» PROBLEM
Every line of the material must come back exactly as given.

» GIVEN DATA
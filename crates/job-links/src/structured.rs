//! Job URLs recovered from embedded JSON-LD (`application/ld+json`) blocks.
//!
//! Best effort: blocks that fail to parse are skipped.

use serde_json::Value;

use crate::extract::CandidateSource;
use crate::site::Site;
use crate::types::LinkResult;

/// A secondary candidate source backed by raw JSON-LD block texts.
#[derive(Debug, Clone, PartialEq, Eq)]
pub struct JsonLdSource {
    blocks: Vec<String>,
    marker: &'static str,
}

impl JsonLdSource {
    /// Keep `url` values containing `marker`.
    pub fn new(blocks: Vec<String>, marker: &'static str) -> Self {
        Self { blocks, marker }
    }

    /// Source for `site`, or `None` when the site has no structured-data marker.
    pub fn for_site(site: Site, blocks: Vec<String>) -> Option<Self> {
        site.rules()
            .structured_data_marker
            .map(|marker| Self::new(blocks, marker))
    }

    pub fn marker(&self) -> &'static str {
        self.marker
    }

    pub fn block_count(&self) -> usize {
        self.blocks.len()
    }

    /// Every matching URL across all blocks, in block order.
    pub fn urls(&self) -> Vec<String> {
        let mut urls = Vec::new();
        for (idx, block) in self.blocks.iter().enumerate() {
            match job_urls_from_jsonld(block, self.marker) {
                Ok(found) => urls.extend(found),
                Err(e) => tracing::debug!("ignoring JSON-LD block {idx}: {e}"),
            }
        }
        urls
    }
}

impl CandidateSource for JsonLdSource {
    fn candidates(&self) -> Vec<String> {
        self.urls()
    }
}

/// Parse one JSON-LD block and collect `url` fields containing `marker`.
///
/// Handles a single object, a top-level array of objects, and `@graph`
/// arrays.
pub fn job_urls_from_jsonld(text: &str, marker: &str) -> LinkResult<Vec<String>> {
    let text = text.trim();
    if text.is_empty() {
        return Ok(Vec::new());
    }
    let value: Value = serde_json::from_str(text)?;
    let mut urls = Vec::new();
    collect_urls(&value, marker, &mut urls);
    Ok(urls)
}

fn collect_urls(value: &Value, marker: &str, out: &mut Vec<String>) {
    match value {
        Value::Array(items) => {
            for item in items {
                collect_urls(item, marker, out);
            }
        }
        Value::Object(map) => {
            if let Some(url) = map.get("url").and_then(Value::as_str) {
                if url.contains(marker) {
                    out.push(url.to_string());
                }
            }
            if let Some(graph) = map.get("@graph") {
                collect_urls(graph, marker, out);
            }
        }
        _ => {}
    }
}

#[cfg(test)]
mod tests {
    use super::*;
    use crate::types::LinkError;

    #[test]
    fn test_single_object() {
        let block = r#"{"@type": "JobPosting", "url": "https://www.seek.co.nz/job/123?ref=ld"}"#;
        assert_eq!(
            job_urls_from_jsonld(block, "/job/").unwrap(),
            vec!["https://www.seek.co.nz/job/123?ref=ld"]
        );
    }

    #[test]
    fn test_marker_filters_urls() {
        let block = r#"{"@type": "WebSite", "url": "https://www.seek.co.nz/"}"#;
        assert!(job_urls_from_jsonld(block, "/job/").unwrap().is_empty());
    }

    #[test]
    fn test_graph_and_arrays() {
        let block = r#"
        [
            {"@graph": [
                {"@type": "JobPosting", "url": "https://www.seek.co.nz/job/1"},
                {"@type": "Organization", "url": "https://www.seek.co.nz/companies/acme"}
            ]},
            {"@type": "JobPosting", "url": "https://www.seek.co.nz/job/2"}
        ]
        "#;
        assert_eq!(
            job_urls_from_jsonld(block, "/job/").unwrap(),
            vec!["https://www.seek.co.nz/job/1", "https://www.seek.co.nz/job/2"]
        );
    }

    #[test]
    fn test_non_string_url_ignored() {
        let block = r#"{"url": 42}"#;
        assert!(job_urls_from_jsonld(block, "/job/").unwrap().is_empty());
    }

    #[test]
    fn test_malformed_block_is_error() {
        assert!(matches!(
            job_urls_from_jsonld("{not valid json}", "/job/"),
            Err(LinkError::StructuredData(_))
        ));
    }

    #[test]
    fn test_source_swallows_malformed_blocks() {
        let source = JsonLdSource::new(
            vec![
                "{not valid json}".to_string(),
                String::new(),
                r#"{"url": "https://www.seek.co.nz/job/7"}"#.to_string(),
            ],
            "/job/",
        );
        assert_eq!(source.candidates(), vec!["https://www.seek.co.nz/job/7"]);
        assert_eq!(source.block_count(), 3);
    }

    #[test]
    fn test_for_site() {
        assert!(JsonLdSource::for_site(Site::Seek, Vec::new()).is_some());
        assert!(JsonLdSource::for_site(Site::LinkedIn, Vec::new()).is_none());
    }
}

» YOUR SOLUTION
filename crates/job-links/src/structured.rs
//! Job URLs recovered from embedded JSON-LD (`application/ld+json`) blocks.
//!
//! Best effort: blocks that fail to parse are skipped.

use serde_json::Value;

use crate::extract::CandidateSource;
use crate::site::Site;
use crate::types::LinkResult;

/// A secondary candidate source backed by raw JSON-LD block texts.
#[derive(Debug, Clone, PartialEq, Eq)]
pub struct JsonLdSource {
    blocks: Vec<String>,
    marker: &'static str,
}

impl JsonLdSource {
    /// Keep `url` values containing `marker`.
    pub fn new(blocks: Vec<String>, marker: &'static str) -> Self {
        Self { blocks, marker }
    }

    /// Source for `site`, or `None` when the site has no structured-data marker.
    pub fn for_site(site: Site, blocks: Vec<String>) -> Option<Self> {
        site.rules()
            .structured_data_marker
            .map(|marker| Self::new(blocks, marker))
    }

    pub fn marker(&self) -> &'static str {
        self.marker
    }

    pub fn block_count(&self) -> usize {
        self.blocks.len()
    }

    /// Every matching URL across all blocks, in block order.
    pub fn urls(&self) -> Vec<String> {
        let mut urls = Vec::new();
        for (idx, block) in self.blocks.iter().enumerate() {
            match job_urls_from_jsonld(block, self.marker) {
                Ok(found) => urls.extend(found),
                Err(e) => tracing::debug!("ignoring JSON-LD block {idx}: {e}"),
            }
        }
        urls
    }
}

impl CandidateSource for JsonLdSource {
    fn candidates(&self) -> Vec<String> {
        self.urls()
    }
}

/// Parse one JSON-LD block and collect `url` fields containing `marker`.
///
/// Handles a single object, a top-level array of objects, and `@graph`
/// arrays.
pub fn job_urls_from_jsonld(text: &str, marker: &str) -> LinkResult<Vec<String>> {
    let text = text.trim();
    if text.is_empty() {
        return Ok(Vec::new());
    }
    let value: Value = serde_json::from_str(text)?;
    let mut urls = Vec::new();
    collect_urls(&value, marker, &mut urls);
    Ok(urls)
}

fn collect_urls(value: &Value, marker: &str, out: &mut Vec<String>) {
    match value {
        Value::Array(items) => {
            for item in items {
                collect_urls(item, marker, out);
            }
        }
        Value::Object(map) => {
            if let Some(url) = map.get("url").and_then(Value::as_str) {
                if url.contains(marker) {
                    out.push(url.to_string());
                }
            }
            if let Some(graph) = map.get("@graph") {
                collect_urls(graph, marker, out);
            }
        }
        _ => {}
    }
}

#[cfg(test)]
mod tests {
    use super::*;
    use crate::types::LinkError;

    #[test]
    fn test_single_object() {
        let block = r#"{"@type": "JobPosting", "url": "https://www.seek.co.nz/job/123?ref=ld"}"#;
        assert_eq!(
            job_urls_from_jsonld(block, "/job/").unwrap(),
            vec!["https://www.seek.co.nz/job/123?ref=ld"]
        );
    }

    #[test]
    fn test_marker_filters_urls() {
        let block = r#"{"@type": "WebSite", "url": "https://www.seek.co.nz/"}"#;
        assert!(job_urls_from_jsonld(block, "/job/").unwrap().is_empty());
    }

    #[test]
    fn test_graph_and_arrays() {
        let block = r#"
        [
            {"@graph": [
                {"@type": "JobPosting", "url": "https://www.seek.co.nz/job/1"},
                {"@type": "Organization", "url": "https://www.seek.co.nz/companies/acme"}
            ]},
            {"@type": "JobPosting", "url": "https://www.seek.co.nz/job/2"}
        ]
        "#;
        assert_eq!(
            job_urls_from_jsonld(block, "/job/").unwrap(),
            vec!["https://www.seek.co.nz/job/1", "https://www.seek.co.nz/job/2"]
        );
    }

    #[test]
    fn test_non_string_url_ignored() {
        let block = r#"{"url": 42}"#;
        assert!(job_urls_from_jsonld(block, "/job/").unwrap().is_empty());
    }

    #[test]
    fn test_malformed_block_is_error() {
        assert!(matches!(
            job_urls_from_jsonld("{not valid json}", "/job/"),
            Err(LinkError::StructuredData(_))
        ));
    }

    #[test]
    fn test_source_swallows_malformed_blocks() {
        let source = JsonLdSource::new(
            vec![
                "{not valid json}".to_string(),
                String::new(),
                r#"{"url": "https://www.seek.co.nz/job/7"}"#.to_string(),
            ],
            "/job/",
        );
        assert_eq!(source.candidates(), vec!["https://www.seek.co.nz/job/7"]);
        assert_eq!(source.block_count(), 3);
    }

    #[test]
    fn test_for_site() {
        assert!(JsonLdSource::for_site(Site::Seek, Vec::new()).is_some());
        assert!(JsonLdSource::for_site(Site::LinkedIn, Vec::new()).is_none());
    }
}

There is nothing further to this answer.